■ Brief ■
Go through the entries and say how many lines contain the string "recommender". The number is the whole answer.

====

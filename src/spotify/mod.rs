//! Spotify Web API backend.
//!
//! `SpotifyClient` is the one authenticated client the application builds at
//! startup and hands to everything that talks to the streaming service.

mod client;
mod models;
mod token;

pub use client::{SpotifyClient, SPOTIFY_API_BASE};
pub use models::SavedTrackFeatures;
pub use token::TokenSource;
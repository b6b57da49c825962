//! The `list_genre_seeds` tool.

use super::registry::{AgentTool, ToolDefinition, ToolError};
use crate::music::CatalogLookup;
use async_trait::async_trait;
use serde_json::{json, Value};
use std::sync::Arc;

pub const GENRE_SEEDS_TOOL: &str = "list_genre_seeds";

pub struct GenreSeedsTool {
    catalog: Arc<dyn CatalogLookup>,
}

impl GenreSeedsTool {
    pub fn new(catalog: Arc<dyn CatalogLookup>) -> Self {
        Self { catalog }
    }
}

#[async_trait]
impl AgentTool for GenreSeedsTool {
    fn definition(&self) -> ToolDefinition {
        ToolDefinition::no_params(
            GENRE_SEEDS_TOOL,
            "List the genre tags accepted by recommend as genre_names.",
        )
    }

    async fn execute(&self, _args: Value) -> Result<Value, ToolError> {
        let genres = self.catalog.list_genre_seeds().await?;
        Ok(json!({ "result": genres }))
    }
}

====

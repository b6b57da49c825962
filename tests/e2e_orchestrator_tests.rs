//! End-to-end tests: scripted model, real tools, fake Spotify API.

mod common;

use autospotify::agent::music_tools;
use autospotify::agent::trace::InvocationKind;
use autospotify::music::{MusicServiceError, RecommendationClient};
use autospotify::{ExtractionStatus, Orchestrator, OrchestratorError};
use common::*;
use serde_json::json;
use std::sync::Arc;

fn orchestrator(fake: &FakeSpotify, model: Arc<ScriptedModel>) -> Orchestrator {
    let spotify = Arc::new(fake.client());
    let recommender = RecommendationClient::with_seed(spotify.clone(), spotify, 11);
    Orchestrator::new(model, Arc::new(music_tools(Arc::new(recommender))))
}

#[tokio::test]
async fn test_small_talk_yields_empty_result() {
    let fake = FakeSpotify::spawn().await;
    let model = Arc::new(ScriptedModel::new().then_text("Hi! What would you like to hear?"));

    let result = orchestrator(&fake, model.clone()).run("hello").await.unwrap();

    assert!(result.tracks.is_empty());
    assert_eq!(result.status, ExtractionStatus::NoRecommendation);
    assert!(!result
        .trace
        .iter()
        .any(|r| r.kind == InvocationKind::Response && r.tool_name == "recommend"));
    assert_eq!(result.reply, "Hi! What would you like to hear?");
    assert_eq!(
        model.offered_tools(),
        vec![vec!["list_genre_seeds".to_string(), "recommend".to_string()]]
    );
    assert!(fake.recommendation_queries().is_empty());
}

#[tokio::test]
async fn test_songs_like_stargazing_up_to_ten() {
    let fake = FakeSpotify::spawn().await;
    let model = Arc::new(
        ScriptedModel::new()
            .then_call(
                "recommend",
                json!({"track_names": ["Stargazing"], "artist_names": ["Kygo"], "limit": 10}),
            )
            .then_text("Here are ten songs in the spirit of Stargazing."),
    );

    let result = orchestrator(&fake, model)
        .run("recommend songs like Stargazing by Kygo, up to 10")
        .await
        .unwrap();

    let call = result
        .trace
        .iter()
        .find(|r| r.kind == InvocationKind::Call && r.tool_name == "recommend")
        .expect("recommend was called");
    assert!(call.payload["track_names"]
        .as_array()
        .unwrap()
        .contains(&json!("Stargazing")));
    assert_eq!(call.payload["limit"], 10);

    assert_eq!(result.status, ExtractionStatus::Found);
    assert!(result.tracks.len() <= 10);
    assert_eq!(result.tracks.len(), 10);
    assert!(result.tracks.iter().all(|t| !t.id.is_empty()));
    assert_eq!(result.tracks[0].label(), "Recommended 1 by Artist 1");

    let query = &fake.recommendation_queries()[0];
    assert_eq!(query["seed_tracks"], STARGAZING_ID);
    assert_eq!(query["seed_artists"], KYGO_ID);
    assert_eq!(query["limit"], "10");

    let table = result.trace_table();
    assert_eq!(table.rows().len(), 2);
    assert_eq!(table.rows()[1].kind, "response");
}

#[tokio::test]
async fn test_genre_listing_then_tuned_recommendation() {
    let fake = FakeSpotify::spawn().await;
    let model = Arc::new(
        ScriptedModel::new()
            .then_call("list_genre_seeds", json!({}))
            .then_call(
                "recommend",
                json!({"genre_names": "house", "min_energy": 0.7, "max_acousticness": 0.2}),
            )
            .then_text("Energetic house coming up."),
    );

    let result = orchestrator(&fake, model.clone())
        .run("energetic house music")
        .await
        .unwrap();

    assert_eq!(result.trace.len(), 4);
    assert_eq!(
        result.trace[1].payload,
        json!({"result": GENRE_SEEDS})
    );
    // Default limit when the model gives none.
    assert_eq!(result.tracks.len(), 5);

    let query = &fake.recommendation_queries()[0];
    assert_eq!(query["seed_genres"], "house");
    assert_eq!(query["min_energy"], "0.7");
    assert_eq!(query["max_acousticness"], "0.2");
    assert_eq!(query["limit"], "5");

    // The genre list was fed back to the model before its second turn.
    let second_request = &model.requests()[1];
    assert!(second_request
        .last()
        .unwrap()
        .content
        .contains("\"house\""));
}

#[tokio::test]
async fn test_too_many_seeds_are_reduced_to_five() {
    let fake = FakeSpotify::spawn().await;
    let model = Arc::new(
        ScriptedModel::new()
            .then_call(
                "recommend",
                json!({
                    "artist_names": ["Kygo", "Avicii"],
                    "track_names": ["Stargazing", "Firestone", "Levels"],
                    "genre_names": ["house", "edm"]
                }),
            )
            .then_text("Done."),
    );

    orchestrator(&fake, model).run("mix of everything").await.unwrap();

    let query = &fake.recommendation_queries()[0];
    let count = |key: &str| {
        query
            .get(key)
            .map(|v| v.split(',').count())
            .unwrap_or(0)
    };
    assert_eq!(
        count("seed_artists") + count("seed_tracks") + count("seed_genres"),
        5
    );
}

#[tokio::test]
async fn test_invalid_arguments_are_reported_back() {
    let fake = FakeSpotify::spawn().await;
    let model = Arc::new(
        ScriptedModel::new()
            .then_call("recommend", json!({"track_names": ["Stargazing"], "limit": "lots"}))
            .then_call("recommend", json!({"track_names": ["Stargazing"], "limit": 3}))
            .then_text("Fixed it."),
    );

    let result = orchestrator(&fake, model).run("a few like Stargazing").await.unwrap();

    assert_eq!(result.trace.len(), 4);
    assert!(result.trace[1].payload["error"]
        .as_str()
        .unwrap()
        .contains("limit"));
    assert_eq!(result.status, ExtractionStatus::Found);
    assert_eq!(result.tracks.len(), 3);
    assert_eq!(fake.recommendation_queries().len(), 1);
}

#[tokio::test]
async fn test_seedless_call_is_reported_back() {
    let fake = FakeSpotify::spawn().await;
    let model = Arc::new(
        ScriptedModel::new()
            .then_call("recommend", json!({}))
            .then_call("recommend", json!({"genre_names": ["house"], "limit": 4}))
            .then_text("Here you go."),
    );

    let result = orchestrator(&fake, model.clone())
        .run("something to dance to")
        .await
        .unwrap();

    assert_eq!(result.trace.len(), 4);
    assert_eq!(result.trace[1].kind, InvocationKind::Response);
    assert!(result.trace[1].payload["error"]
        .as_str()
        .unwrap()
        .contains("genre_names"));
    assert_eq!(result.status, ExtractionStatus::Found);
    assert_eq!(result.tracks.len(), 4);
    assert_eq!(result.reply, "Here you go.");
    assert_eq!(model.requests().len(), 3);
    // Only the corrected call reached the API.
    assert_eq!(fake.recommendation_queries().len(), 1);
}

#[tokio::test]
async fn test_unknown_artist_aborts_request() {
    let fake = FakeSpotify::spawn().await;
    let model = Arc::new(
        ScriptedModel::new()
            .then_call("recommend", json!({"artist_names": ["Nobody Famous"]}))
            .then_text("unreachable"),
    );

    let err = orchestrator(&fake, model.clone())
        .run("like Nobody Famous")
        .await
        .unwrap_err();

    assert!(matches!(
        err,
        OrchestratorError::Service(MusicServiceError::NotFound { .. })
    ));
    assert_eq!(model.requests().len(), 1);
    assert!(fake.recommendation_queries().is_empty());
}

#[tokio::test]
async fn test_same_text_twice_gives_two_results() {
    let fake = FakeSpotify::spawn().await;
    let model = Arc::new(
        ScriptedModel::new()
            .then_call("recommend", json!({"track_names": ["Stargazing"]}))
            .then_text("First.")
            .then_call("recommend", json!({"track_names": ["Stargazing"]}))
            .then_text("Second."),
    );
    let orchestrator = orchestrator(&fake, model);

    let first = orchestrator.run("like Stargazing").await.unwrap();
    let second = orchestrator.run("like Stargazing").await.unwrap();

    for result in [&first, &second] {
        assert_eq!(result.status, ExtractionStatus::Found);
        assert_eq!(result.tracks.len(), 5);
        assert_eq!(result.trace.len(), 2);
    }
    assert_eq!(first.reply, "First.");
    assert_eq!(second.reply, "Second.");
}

====

■ Finished exercise ■
2